Disclosure to children about donor egg and donor sperm is a very personal issue. Most therapists encourage parents to be honest with their children about their origin since “keeping secrets” is not considered a healthy way to function as a family. Many consider this similar to adoption – you are “adopting” an egg – and in our society, most children are told about their being adopted. It is not an easy discussion and there are some differences of opinion about when it is best to tell your child. Again, recent research has shown that, like adoption, including this information as part of your child’s personal history, and incorporating it into the story of their lives, ultimately makes for an easier adjustment for your child.
There are some who make a decision from the start not to disclose this information to their children. Bear in mind that if anyone else knows about your child’s origin, it is unlikely that this will remain a secret forever. Human nature, family dynamics, unforeseen circumstances may all factor in; so it is important that if you want to be in control of this information it will be up to you to do the telling. There are also many ways in which your offspring can find information about their biological history through organizations dedicated to this cause. Once your children turn 18 this information will be made available to them.
The physical process of donor egg will be explained by your fertility clinic. You will take certain hormones in order to coordinate your cycle with the donor’s and to prepare your uterus to be ready for the fertilized egg. As in any IVF cycle, the worst part is the emotional suspense of waiting 10-14 days for pregnancy test results.
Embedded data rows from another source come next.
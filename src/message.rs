use bitcoin::{Amount, Txid};
use secp256k1::PublicKey;
use serde::{Deserialize, Serialize};
use uuid::Uuid;

use crate::{
    common::{FiatAccount, PeerRef, SignedTx, TradeId},
    services::{DepositInputs, PayoutTerms},
    trade::Contract,
};

#[derive(Clone, Debug, PartialEq, Serialize, Deserialize)]
#[serde(tag = "type")]
pub enum ProtocolMessage {
    RequestIsOfferAvailable {
        offer_id: Uuid,
        taker_peer: PeerRef,
    },
    ReportOfferAvailability {
        offer_id: Uuid,
        is_available: bool,
    },
    RequestTakeOffer {
        trade_id: TradeId,
        #[serde(with = "bitcoin::amount::serde::as_sat")]
        trade_amount: Amount,
        take_offer_fee_txid: Txid,
        taker_account_id: String,
        taker_pub_key: PublicKey,
        taker_message_pub_key: PublicKey,
        taker_fiat_account: FiatAccount,
        taker_peer: PeerRef,
    },
    RespondToTakeOfferRequest {
        trade_id: TradeId,
        offerer_account_id: String,
        offerer_registration_pub_key: PublicKey,
        offerer_pub_key: PublicKey,
        offerer_fiat_account: FiatAccount,
        offerer_deposit_inputs: DepositInputs,
        contract: Contract,
        contract_signature: Vec<u8>,
    },
    DepositTxPublished {
        trade_id: TradeId,
        deposit_tx: SignedTx,
        #[serde(with = "bitcoin::amount::serde::as_sat")]
        taker_contribution: Amount,
        taker_payout_address: String,
    },
    FiatTransferStarted {
        trade_id: TradeId,
        offerer_signature: Vec<u8>,
        payout_terms: PayoutTerms,
    },
    PayoutTxPublished {
        trade_id: TradeId,
        payout_tx: SignedTx,
    },
}

impl ProtocolMessage {
    /// `None` for the offer availability exchange, which precedes any trade.
    pub fn trade_id(&self) -> Option<TradeId> {
        match self {
            ProtocolMessage::RequestIsOfferAvailable { .. }
            | ProtocolMessage::ReportOfferAvailability { .. } => None,
            ProtocolMessage::RequestTakeOffer { trade_id, .. }
            | ProtocolMessage::RespondToTakeOfferRequest { trade_id, .. }
            | ProtocolMessage::DepositTxPublished { trade_id, .. }
            | ProtocolMessage::FiatTransferStarted { trade_id, .. }
            | ProtocolMessage::PayoutTxPublished { trade_id, .. } => Some(*trade_id),
        }
    }

    pub fn kind(&self) -> &'static str {
        match self {
            ProtocolMessage::RequestIsOfferAvailable { .. } => "RequestIsOfferAvailable",
            ProtocolMessage::ReportOfferAvailability { .. } => "ReportOfferAvailability",
            ProtocolMessage::RequestTakeOffer { .. } => "RequestTakeOffer",
            ProtocolMessage::RespondToTakeOfferRequest { .. } => "RespondToTakeOfferRequest",
            ProtocolMessage::DepositTxPublished { .. } => "DepositTxPublished",
            ProtocolMessage::FiatTransferStarted { .. } => "FiatTransferStarted",
            ProtocolMessage::PayoutTxPublished { .. } => "PayoutTxPublished",
        }
    }
}
use bitcoin::{Amount, Txid};
use secp256k1::PublicKey;
use serde::{Deserialize, Serialize};

use crate::{common::FiatAccount, error::FiatSwapError, offer::Offer};

/// Terms both parties commit to before any deposit is locked. The offerer
/// assembles and signs it once the take offer request is verified; the taker
/// rebuilds it from what it knows itself and accepts only an identical copy.
#[derive(Clone, Debug, PartialEq, Serialize, Deserialize)]
pub struct Contract {
    pub offer: Offer,
    #[serde(with = "bitcoin::amount::serde::as_sat")]
    pub trade_amount: Amount,
    pub take_offer_fee_txid: Txid,
    pub offerer_account_id: String,
    pub taker_account_id: String,
    pub offerer_fiat_account: FiatAccount,
    pub taker_fiat_account: FiatAccount,
    pub offerer_message_pub_key: PublicKey,
    pub taker_message_pub_key: PublicKey,
}

impl Contract {
    /// Bytes the offerer's registration key signs.
    pub fn signing_payload(&self) -> Result<Vec<u8>, FiatSwapError> {
        Ok(serde_json::to_vec(self)?)
    }
}

#[cfg(test)]
mod tests {
    use bitcoin::hashes::Hash;

    use crate::{
        services::{EcdsaSignatureService, SignatureService, WalletService},
        testing::{SomeTestParams, TestWallet},
    };

    use super::*;

    fn some_contract() -> Contract {
        let offer = SomeTestParams::buy_offer();
        let offerer = SomeTestParams::offerer_identity();
        let taker = SomeTestParams::taker_identity();
        Contract {
            trade_amount: offer.amount,
            offer,
            take_offer_fee_txid: Txid::from_byte_array([7; 32]),
            offerer_account_id: offerer.account_id.clone(),
            taker_account_id: taker.account_id.clone(),
            offerer_fiat_account: offerer.fiat_accounts[0].clone(),
            taker_fiat_account: taker.fiat_accounts[0].clone(),
            offerer_message_pub_key: offerer.message_pub_key,
            taker_message_pub_key: taker.message_pub_key,
        }
    }

    #[test]
    fn test_signature_binds_every_term() {
        let wallet = TestWallet::new(SomeTestParams::offerer_secret_key());
        let registration = wallet.registration_address_entry();
        let service = EcdsaSignatureService::new();

        let contract = some_contract();
        let signature = service
            .sign(&registration.key_pair, &contract.signing_payload().unwrap())
            .unwrap();
        assert!(service.verify(
            &registration.pub_key,
            &contract.signing_payload().unwrap(),
            &signature
        ));

        let mut altered = contract.clone();
        altered.taker_fiat_account.account_details = "GB33 BUKB 2020 1555 5555 55".to_string();
        assert_ne!(altered, contract);
        assert!(!service.verify(
            &registration.pub_key,
            &altered.signing_payload().unwrap(),
            &signature
        ));
    }

    #[test]
    fn test_trade_amount_serialized_in_sats() {
        let json = serde_json::to_value(some_contract()).unwrap();
        assert_eq!(json["trade_amount"], serde_json::json!(1_000_000u64));
        assert_eq!(json["offer"]["amount"], serde_json::json!(1_000_000u64));
    }
}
Many women worry about what it will be like once the baby is born and express concern about bonding with the baby. Research has shown that although there may be a slightly longer initial period of bonding, for most women, once they are caring for, and nurturing their baby, the bonding process is successful and strong. There are no indications that post-partum depression is more pronounced in mothers who have gone through fertility treatments or who are specifically donor egg mothers.